Your assignment | Below are some records. Print exactly the lines between the one holding "Display form, e.g." and the one holding "summary.emails.push(entry);", inclusive, and nothing else.

(Records from a data source)
+ + + + + + +

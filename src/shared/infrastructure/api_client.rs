use crate::modules::auth::application::ports::{AuthGateway, AuthReply, SessionGateway};
use crate::modules::auth::domain::Credentials;
use crate::modules::search::application::ports::SearchBackend;
use crate::modules::search::domain::SearchEndpoint;
use crate::shared::config::AppConfig;
use crate::shared::errors::{AppError, AppResult};
use crate::shared::utils::{LogContext, TimedOperation};
use async_trait::async_trait;
use reqwest::{Client, Response};
use serde::{de::DeserializeOwned, Deserialize, Serialize};
use serde_json::Value;
use std::time::Duration;
use tracing::{debug, warn};

#[derive(Debug, Deserialize)]
struct CheckAuthResponse {
    #[serde(default)]
    logged_in: bool,
}

#[derive(Debug, Deserialize)]
struct UserInfoResponse {
    email: Option<String>,
}

/// HTTP client for the onion backend
///
/// Keeps the backend's session cookie in memory for the lifetime of the
/// process. Every call is a single request; nothing is retried.
pub struct OnionApiClient {
    client: Client,
    base_url: String,
}

impl OnionApiClient {
    pub fn new(config: &AppConfig) -> AppResult<Self> {
        let client = Client::builder()
            .timeout(Duration::from_secs(config.timeout_secs))
            .user_agent(config.user_agent.as_str())
            .cookie_store(true)
            .build()
            .map_err(|e| AppError::ConfigError(format!("Failed to create HTTP client: {}", e)))?;

        Ok(Self {
            client,
            base_url: config.base_url.clone(),
        })
    }

    pub fn base_url(&self) -> &str {
        &self.base_url
    }

    fn url(&self, path_and_query: &str) -> String {
        format!("{}{}", self.base_url, path_and_query)
    }

    async fn get_json<T: DeserializeOwned>(&self, path_and_query: &str) -> AppResult<T> {
        let timer = TimedOperation::new(&format!("GET {}", path_and_query));
        LogContext::api_call(path_and_query, "started", None);

        let response = self.client.get(self.url(path_and_query)).send().await?;
        let body = Self::read_json(path_and_query, response).await;

        LogContext::api_call(path_and_query, outcome(&body), Some(timer.elapsed_ms()));
        body
    }

    async fn post_json<B, T>(&self, path: &str, body: &B) -> AppResult<T>
    where
        B: Serialize + ?Sized + Sync,
        T: DeserializeOwned,
    {
        let timer = TimedOperation::new(&format!("POST {}", path));
        LogContext::api_call(path, "started", None);

        let response = self.client.post(self.url(path)).json(body).send().await?;
        let reply = Self::read_json(path, response).await;

        LogContext::api_call(path, outcome(&reply), Some(timer.elapsed_ms()));
        reply
    }

    async fn read_json<T: DeserializeOwned>(path: &str, response: Response) -> AppResult<T> {
        let status = response.status();
        if !status.is_success() {
            warn!("{} answered HTTP {}", path, status);
            return Err(AppError::NetworkError(format!("HTTP {}", status)));
        }

        response.json::<T>().await.map_err(|e| {
            debug!("Failed to decode {} response: {}", path, e);
            AppError::from(e)
        })
    }
}

fn outcome<T>(result: &AppResult<T>) -> &'static str {
    if result.is_ok() {
        "ok"
    } else {
        "failed"
    }
}

#[async_trait]
impl SearchBackend for OnionApiClient {
    async fn search(&self, endpoint: SearchEndpoint, query: &str) -> AppResult<Value> {
        self.get_json(&endpoint.path_and_query(query)).await
    }
}

#[async_trait]
impl SessionGateway for OnionApiClient {
    async fn is_authenticated(&self) -> AppResult<bool> {
        let reply: CheckAuthResponse = self.get_json("/check_auth").await?;
        Ok(reply.logged_in)
    }
}

#[async_trait]
impl AuthGateway for OnionApiClient {
    async fn login(&self, credentials: &Credentials) -> AppResult<AuthReply> {
        self.post_json("/login", credentials).await
    }

    async fn register(&self, credentials: &Credentials) -> AppResult<AuthReply> {
        self.post_json("/register", credentials).await
    }

    async fn logout(&self) -> AppResult<()> {
        let response = self.client.get(self.url("/logout")).send().await?;
        if !response.status().is_success() {
            return Err(AppError::NetworkError(format!("HTTP {}", response.status())));
        }
        Ok(())
    }

    async fn user_email(&self) -> AppResult<Option<String>> {
        let info: UserInfoResponse = self.get_json("/get_user_info").await?;
        Ok(info.email.filter(|email| !email.trim().is_empty()))
    }
}

#[cfg(test)]
mod tests {
    use super::*;

    #[test]
    fn test_urls_are_joined_to_base() {
        let config = AppConfig::default()
            .with_base_url("https://onion.example.org/")
            .unwrap();
        let client = OnionApiClient::new(&config).unwrap();

        assert_eq!(client.base_url(), "https://onion.example.org");
        assert_eq!(
            client.url(&SearchEndpoint::Ip.path_and_query("8.8.8.8")),
            "https://onion.example.org/search_ip?ip=8.8.8.8"
        );
    }

    #[tokio::test]
    async fn test_unreachable_backend_is_network_error() {
        // Port 9 (discard) on localhost is closed in test environments
        let config = AppConfig::default()
            .with_base_url("http://127.0.0.1:9")
            .unwrap();
        let client = OnionApiClient::new(&config).unwrap();

        let result = client.is_authenticated().await;
        assert!(matches!(result, Err(AppError::NetworkError(_))));
    }

    #[test]
    fn test_check_auth_defaults_to_logged_out() {
        let reply: CheckAuthResponse = serde_json::from_str("{}").unwrap();
        assert!(!reply.logged_in);
    }
}
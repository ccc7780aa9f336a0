mod endpoint;
mod search_result;
mod submission;

pub use endpoint::SearchEndpoint;
pub use search_result::{
    ErrorResult, FailureKind, IpResult, RecordField, RecordListResult, SearchResult, SourceRecord,
};
pub use submission::Submission;
use crate::modules::query::{find_emails, find_phones};
use crate::modules::search::domain::{RecordListResult, SearchResult};
use crate::shared::domain::value_objects::{Locale, Message};
use serde::Serialize;

/// At most this many distinct phones are collected
pub const MAX_PHONES: usize = 5;

// Field keys that hold a person's name, compared after dropping emoji and punctuation
const NAME_KEYS: [&str; 13] = [
    "фамилия",
    "имя",
    "отчество",
    "фио",
    "никнейм",
    "name",
    "surname",
    "firstname",
    "lastname",
    "middlename",
    "fullname",
    "nickname",
    "nick",
];

/// Names, phones and emails found across all source records of a result
#[derive(Debug, Clone, Default, PartialEq, Serialize)]
pub struct ContactSummary {
    /// `key: value` for every name-like field
    pub names: Vec<String>,
    pub phones: Vec<PhoneContact>,
    /// `key: address` for every email mentioned in a field
    pub emails: Vec<String>,
}

#[derive(Debug, Clone, PartialEq, Eq, Serialize)]
pub struct PhoneContact {
    /// Display form, e.g. `+7 900 123-45-67`
    pub number: String,
    pub operator: &'static str,
    pub region: &'static str,
}

impl ContactSummary {
    pub fn from_result(result: &SearchResult, locale: Locale) -> Self {
        match result {
            SearchResult::Records(list) => Self::from_records(list, locale),
            _ => Self::default(),
        }
    }

    fn from_records(list: &RecordListResult, locale: Locale) -> Self {
        let mut summary = Self::default();

        for field in list.records.iter().flat_map(|record| &record.fields) {
            let Some(value) = field.value.as_deref() else {
                continue;
            };

            if is_name_key(&field.key) {
                summary.names.push(format!("{}: {}", field.key, value));
            }

            for phone in find_phones(value) {
                let number = display_number(&phone);
                if summary.phones.len() < MAX_PHONES
                    && !summary.phones.iter().any(|p| p.number == number)
                {
                    summary.phones.push(PhoneContact {
                        operator: operator_name(&phone, locale),
                        region: locale.text(Message::Russia),
                        number,
                    });
                }
            }

            for email in find_emails(value) {
                let entry = format!("{}: {}", field.key, email);
                if !summary.emails.contains(&entry) {
                    summary.emails.push(entry);
                }
            }
        }

        summary
    }
}

fn is_name_key(key: &str) -> bool {
    let normalized: String = key
        .chars()
        .filter(|c| c.is_alphanumeric())
        .flat_map(char::to_lowercase)
        .collect();
    NAME_KEYS.contains(&normalized.as_str())
}

// `+79001234567` -> `+7 900 123-45-67`
fn display_number(compact: &str) -> String {
    let national = &compact[2..];
    format!(
        "+7 {} {}-{}-{}",
        &national[0..3],
        &national[3..6],
        &national[6..8],
        &national[8..10]
    )
}

// Mobile operator by the first two digits of the operator code
fn operator_name(compact: &str, locale: Locale) -> &'static str {
    let (en, ru) = match &compact[2..4] {
        "91" => ("MTS", "МТС"),
        "90" | "96" => ("Beeline", "Билайн"),
        "92" | "93" | "95" => ("MegaFon", "МегаФон"),
        "98" | "99" => ("Utel", "ЮТел"),
        _ => return locale.text(Message::UnknownOperator),
    };
    match locale {
        Locale::En => en,
        Locale::Ru => ru,
    }
}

+ + + + + + +

Response |
    /// Display form, e.g. `+7 900 123-45-67`
    pub number: String,
    pub operator: &'static str,
    pub region: &'static str,
}

impl ContactSummary {
    pub fn from_result(result: &SearchResult, locale: Locale) -> Self {
        match result {
            SearchResult::Records(list) => Self::from_records(list, locale),
            _ => Self::default(),
        }
    }

    fn from_records(list: &RecordListResult, locale: Locale) -> Self {
        let mut summary = Self::default();

        for field in list.records.iter().flat_map(|record| &record.fields) {
            let Some(value) = field.value.as_deref() else {
                continue;
            };

            if is_name_key(&field.key) {
                summary.names.push(format!("{}: {}", field.key, value));
            }

            for phone in find_phones(value) {
                let number = display_number(&phone);
                if summary.phones.len() < MAX_PHONES
                    && !summary.phones.iter().any(|p| p.number == number)
                {
                    summary.phones.push(PhoneContact {
                        operator: operator_name(&phone, locale),
                        region: locale.text(Message::Russia),
                        number,
                    });
                }
            }

            for email in find_emails(value) {
                let entry = format!("{}: {}", field.key, email);
                if !summary.emails.contains(&entry) {
                    summary.emails.push(entry);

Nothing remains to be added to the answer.